(Problem statement) For the data below, work out how many lines contain the word "cased" and supply only that number.

(Recorded information)
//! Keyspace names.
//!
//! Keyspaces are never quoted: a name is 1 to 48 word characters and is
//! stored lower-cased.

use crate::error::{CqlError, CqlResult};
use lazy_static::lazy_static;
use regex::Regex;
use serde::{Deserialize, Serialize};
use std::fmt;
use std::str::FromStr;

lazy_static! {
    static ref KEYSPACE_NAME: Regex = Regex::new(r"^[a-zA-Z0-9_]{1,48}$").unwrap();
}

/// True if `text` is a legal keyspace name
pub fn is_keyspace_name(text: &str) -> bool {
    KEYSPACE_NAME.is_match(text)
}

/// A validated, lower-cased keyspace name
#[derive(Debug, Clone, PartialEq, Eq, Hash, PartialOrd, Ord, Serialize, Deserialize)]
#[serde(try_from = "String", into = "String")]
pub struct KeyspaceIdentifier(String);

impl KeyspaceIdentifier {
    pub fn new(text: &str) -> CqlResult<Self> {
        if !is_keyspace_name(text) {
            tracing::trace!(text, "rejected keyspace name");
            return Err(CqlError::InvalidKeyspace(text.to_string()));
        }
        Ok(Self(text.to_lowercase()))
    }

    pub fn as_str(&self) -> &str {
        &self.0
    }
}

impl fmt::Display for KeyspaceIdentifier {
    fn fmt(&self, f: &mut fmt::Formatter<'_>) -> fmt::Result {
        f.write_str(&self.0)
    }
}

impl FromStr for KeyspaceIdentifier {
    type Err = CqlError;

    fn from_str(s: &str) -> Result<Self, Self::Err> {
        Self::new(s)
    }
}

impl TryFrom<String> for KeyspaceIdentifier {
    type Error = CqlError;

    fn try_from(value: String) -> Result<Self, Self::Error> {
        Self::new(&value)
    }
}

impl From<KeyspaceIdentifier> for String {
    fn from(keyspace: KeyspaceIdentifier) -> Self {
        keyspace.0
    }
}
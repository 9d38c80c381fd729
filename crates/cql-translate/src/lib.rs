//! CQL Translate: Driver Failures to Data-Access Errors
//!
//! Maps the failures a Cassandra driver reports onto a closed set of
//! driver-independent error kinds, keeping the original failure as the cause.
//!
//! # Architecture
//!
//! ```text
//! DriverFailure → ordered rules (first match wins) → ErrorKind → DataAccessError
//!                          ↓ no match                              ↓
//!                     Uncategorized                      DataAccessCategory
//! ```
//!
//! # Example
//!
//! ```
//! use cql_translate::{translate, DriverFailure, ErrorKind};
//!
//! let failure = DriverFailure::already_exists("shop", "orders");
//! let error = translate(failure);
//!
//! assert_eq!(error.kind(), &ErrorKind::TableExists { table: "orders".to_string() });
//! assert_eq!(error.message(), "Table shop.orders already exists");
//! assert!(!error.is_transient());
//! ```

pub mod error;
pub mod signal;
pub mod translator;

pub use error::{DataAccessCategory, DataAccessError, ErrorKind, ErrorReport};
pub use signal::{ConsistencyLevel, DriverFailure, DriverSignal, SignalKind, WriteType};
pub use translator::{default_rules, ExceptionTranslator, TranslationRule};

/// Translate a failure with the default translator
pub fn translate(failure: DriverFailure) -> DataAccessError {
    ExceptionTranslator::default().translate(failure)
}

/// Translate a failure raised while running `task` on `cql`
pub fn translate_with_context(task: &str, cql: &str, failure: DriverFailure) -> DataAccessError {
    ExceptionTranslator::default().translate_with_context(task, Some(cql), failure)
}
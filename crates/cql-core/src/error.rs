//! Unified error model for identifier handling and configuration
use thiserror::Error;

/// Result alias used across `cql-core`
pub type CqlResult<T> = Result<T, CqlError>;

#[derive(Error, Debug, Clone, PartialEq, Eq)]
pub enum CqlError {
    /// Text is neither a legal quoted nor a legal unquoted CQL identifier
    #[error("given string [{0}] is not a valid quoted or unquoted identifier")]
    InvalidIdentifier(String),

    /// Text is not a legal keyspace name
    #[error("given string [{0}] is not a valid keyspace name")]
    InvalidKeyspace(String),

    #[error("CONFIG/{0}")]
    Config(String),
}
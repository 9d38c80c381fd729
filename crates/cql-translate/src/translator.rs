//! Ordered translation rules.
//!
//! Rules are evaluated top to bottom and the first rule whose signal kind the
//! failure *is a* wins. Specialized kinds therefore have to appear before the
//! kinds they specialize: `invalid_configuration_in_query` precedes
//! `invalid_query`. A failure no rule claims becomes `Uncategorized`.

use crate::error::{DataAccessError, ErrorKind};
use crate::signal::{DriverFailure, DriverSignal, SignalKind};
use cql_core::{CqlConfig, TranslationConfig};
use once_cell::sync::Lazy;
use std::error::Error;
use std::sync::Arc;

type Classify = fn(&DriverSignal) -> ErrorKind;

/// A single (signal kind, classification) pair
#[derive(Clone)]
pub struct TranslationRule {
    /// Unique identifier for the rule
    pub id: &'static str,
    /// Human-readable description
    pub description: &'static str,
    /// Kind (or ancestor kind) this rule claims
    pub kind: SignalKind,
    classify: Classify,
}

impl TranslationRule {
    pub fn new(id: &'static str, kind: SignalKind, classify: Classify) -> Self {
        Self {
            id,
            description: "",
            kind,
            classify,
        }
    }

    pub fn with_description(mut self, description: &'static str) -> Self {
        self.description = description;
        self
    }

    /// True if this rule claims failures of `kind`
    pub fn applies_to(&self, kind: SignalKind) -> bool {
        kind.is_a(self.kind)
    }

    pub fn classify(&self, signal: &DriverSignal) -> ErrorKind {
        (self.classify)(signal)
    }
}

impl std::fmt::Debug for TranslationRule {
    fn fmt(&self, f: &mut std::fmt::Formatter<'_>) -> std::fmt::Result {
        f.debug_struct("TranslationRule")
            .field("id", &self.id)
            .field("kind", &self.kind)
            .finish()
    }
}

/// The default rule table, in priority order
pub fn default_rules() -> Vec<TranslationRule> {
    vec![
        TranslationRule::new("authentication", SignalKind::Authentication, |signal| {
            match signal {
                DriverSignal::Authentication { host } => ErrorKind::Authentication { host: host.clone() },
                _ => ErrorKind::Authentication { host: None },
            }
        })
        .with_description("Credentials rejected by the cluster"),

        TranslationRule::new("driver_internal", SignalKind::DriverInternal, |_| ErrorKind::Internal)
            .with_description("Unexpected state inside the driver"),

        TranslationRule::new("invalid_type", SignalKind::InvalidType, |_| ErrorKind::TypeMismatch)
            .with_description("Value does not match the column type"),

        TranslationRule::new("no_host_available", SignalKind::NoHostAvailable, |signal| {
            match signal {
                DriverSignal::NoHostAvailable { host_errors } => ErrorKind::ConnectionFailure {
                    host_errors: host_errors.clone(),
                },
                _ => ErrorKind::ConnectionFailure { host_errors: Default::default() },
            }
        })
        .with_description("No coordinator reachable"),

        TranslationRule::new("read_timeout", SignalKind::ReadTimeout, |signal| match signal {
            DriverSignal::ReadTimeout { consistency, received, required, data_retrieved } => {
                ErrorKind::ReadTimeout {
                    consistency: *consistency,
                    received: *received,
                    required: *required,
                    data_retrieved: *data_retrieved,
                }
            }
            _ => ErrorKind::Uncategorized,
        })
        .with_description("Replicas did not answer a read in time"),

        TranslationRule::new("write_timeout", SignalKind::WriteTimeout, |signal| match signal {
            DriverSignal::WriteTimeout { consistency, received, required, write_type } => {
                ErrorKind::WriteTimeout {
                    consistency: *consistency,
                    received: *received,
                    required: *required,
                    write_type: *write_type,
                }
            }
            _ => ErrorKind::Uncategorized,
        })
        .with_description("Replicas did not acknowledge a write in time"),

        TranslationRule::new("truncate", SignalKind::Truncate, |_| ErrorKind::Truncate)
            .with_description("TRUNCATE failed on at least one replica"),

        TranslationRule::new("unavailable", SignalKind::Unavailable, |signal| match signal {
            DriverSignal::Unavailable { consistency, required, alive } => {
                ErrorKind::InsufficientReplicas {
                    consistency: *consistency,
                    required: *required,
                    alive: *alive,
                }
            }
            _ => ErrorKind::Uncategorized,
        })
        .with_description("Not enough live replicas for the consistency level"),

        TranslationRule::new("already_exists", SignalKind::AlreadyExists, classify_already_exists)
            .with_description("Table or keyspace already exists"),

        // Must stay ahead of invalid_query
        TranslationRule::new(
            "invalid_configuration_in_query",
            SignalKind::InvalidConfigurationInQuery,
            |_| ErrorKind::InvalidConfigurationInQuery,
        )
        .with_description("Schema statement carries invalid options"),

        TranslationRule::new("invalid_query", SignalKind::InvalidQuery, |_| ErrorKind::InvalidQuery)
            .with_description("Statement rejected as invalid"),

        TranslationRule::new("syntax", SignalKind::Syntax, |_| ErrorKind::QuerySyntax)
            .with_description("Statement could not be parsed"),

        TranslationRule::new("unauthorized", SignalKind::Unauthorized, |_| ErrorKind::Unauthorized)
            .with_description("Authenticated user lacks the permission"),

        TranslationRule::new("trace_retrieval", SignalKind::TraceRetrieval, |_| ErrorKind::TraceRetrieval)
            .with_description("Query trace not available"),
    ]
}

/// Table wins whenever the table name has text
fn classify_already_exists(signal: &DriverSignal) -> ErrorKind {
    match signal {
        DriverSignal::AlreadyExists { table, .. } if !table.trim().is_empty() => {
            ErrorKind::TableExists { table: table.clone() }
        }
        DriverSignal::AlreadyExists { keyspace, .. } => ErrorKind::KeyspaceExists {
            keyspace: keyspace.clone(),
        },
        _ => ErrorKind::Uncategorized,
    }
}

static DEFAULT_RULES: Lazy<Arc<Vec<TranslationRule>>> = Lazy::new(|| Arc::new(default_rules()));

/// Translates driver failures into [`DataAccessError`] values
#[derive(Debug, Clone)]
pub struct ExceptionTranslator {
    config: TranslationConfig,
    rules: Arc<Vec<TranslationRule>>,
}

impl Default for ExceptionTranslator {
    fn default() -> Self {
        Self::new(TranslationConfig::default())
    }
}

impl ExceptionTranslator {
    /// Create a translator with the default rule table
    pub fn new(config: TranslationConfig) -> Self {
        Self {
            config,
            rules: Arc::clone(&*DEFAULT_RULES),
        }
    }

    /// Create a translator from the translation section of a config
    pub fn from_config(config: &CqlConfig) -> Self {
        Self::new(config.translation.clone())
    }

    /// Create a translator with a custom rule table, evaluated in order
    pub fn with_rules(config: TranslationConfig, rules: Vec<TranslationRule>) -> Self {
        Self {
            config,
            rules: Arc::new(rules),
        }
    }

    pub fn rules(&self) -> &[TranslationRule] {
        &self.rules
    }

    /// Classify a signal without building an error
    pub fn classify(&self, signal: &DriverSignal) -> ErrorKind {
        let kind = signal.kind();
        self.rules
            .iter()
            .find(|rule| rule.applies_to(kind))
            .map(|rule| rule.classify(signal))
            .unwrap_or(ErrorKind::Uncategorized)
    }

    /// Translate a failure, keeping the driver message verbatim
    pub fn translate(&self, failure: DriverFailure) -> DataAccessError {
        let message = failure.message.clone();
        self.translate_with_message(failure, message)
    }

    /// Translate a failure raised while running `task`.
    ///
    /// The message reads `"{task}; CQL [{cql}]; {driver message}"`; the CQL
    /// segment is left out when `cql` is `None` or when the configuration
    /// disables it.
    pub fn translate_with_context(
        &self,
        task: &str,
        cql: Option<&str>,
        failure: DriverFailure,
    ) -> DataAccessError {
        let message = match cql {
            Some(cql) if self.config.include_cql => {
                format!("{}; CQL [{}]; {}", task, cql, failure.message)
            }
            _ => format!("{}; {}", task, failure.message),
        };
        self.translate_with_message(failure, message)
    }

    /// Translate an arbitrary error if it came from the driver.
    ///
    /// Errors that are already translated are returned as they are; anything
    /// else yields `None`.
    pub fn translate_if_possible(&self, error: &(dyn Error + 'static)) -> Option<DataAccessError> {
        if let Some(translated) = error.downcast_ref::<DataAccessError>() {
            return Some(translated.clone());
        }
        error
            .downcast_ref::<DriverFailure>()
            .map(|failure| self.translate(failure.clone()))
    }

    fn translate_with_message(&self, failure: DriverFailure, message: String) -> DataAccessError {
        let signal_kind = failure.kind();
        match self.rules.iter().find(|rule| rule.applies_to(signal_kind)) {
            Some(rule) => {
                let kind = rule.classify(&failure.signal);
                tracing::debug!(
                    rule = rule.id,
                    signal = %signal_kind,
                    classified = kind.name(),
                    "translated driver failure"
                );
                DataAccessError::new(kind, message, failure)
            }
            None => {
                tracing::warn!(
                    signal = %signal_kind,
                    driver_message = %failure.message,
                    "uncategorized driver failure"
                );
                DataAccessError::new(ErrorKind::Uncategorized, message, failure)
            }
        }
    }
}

---

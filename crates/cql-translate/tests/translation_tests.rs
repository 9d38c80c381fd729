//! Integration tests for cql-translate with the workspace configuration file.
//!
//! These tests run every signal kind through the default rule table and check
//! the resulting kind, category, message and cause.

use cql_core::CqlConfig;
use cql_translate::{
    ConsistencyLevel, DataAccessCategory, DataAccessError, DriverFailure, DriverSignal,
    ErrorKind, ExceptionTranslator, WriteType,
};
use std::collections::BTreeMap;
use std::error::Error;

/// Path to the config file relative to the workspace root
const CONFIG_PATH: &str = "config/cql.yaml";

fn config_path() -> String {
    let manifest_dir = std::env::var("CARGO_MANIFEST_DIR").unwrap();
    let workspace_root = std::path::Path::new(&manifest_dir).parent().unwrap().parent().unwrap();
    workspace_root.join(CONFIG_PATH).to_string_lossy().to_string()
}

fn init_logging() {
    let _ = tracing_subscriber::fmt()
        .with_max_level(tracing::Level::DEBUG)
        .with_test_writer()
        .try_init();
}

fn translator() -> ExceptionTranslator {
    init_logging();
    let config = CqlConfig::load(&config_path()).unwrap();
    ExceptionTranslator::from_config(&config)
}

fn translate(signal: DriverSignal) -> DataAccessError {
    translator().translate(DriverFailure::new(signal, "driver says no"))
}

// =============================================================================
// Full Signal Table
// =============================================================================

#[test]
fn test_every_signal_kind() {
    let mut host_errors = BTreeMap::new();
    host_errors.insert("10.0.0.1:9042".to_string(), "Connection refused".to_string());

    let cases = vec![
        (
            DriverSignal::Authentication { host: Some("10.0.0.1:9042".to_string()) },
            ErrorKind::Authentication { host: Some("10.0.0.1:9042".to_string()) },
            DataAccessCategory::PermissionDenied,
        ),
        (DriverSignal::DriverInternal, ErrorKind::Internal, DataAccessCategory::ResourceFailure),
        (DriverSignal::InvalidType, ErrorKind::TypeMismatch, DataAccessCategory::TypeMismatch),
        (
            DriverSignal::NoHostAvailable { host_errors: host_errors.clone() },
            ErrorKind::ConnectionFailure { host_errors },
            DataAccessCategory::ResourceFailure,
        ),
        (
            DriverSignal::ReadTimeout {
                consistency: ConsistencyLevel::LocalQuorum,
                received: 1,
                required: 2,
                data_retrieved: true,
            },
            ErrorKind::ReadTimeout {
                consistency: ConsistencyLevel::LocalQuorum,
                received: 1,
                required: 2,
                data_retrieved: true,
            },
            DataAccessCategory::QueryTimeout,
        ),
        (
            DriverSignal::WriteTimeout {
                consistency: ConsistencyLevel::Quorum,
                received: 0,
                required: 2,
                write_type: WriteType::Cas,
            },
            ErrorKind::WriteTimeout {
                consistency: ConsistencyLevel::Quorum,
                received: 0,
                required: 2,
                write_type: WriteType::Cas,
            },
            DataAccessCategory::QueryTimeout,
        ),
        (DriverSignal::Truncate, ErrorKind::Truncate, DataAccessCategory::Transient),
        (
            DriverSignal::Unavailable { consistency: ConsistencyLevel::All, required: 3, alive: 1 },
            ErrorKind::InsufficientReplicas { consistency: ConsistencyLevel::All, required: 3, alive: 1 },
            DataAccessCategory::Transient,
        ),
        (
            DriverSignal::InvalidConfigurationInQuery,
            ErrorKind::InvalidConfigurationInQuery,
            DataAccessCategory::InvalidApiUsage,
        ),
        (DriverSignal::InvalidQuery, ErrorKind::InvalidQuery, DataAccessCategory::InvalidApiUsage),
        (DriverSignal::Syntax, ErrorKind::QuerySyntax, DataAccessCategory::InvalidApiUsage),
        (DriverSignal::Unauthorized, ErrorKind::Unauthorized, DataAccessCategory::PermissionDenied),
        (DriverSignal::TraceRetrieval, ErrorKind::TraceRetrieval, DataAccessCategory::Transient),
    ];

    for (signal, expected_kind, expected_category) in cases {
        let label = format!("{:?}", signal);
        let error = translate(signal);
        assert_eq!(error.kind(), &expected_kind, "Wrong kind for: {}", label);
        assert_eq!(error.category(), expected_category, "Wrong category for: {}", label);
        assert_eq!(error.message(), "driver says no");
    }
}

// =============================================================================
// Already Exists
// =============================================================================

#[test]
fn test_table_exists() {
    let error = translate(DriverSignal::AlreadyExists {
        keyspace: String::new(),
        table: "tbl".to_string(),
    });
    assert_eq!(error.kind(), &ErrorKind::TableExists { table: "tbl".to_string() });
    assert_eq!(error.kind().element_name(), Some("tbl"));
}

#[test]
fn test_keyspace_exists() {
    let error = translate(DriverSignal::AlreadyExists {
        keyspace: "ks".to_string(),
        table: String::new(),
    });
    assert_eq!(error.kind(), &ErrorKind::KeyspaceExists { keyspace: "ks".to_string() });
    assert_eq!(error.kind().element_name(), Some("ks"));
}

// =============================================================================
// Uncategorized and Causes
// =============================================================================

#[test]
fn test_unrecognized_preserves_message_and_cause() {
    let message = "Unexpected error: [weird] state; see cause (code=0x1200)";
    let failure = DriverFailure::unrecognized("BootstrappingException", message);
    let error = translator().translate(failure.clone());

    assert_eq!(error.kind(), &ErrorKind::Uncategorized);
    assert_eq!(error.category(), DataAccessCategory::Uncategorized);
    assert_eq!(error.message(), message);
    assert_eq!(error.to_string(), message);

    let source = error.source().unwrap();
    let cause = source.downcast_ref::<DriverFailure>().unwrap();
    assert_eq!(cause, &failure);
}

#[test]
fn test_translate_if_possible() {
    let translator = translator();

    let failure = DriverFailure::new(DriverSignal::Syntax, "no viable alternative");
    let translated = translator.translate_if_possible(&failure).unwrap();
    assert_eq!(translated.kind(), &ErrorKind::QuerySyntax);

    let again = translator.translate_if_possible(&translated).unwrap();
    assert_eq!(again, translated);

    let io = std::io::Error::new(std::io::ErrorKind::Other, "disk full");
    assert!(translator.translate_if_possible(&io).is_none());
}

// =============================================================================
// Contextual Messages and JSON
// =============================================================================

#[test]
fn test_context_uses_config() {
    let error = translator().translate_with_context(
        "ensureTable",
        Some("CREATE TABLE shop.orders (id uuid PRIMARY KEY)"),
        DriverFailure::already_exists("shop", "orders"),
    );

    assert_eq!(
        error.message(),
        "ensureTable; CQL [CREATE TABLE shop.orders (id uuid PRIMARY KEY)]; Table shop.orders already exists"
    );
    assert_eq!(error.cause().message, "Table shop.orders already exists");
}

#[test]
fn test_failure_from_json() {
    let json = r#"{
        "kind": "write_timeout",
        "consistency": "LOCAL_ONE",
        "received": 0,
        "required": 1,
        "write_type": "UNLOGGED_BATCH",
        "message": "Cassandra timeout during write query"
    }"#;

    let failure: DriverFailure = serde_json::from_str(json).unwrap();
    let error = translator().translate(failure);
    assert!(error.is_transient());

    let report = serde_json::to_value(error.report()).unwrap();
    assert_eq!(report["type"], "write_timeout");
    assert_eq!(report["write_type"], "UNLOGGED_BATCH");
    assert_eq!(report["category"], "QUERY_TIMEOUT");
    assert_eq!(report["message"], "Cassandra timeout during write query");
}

(Response) 2